__TASK BRIEF__
In the records below, find the line with "pub fn merge_with(&self, other: &Self)" and the line with "pub fn with_unsafe_mode(mut"; return exactly those lines and every line between them.

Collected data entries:
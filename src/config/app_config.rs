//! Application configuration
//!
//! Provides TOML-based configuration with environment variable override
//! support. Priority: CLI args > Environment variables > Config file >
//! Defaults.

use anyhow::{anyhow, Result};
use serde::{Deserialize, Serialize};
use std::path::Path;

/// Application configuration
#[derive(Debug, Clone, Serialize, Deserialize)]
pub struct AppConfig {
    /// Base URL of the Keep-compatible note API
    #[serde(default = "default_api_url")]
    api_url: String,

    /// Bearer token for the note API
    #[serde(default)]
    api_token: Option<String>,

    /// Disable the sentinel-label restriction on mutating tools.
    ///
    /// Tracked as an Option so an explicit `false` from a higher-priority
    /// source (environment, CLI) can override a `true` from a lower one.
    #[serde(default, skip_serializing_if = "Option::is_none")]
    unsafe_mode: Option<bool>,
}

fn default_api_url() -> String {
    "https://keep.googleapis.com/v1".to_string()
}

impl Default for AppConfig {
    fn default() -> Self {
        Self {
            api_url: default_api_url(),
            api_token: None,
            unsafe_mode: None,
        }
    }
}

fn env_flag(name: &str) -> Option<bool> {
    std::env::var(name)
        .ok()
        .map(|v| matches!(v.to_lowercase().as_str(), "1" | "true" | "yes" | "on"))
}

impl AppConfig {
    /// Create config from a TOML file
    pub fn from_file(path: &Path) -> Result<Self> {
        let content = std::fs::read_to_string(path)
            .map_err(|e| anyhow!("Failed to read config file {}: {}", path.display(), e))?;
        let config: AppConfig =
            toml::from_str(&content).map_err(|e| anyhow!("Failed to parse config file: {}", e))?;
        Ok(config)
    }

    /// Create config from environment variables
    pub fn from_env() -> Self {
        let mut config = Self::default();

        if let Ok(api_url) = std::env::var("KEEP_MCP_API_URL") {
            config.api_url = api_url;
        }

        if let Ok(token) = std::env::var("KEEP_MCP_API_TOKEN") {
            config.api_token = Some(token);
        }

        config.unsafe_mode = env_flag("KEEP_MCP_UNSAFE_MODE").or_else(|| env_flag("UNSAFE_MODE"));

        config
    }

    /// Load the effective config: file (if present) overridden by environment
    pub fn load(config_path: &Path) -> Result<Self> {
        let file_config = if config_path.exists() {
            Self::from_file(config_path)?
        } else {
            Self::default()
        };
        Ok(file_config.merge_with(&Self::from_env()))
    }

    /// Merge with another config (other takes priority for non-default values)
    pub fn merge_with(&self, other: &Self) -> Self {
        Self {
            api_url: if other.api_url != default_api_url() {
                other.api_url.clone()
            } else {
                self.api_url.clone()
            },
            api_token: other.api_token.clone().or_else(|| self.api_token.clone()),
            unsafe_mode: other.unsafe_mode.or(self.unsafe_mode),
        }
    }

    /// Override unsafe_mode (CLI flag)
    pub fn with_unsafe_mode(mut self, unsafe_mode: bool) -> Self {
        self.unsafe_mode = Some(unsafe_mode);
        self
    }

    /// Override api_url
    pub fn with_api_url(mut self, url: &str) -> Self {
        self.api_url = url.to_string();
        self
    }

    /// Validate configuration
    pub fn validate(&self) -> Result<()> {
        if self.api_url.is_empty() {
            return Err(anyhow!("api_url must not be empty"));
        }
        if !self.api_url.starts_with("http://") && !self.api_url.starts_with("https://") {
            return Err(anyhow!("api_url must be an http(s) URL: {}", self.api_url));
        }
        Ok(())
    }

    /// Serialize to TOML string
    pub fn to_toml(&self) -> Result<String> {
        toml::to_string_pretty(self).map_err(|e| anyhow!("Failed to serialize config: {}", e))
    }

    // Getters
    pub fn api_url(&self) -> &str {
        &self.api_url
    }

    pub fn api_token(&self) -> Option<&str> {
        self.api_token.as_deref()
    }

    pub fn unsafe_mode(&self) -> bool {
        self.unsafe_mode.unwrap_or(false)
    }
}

__ANSWER SPACE__
    pub fn merge_with(&self, other: &Self) -> Self {
        Self {
            api_url: if other.api_url != default_api_url() {
                other.api_url.clone()
            } else {
                self.api_url.clone()
            },
            api_token: other.api_token.clone().or_else(|| self.api_token.clone()),
            unsafe_mode: other.unsafe_mode.or(self.unsafe_mode),
        }
    }

    /// Override unsafe_mode (CLI flag)
    pub fn with_unsafe_mode(mut self, unsafe_mode: bool) -> Self {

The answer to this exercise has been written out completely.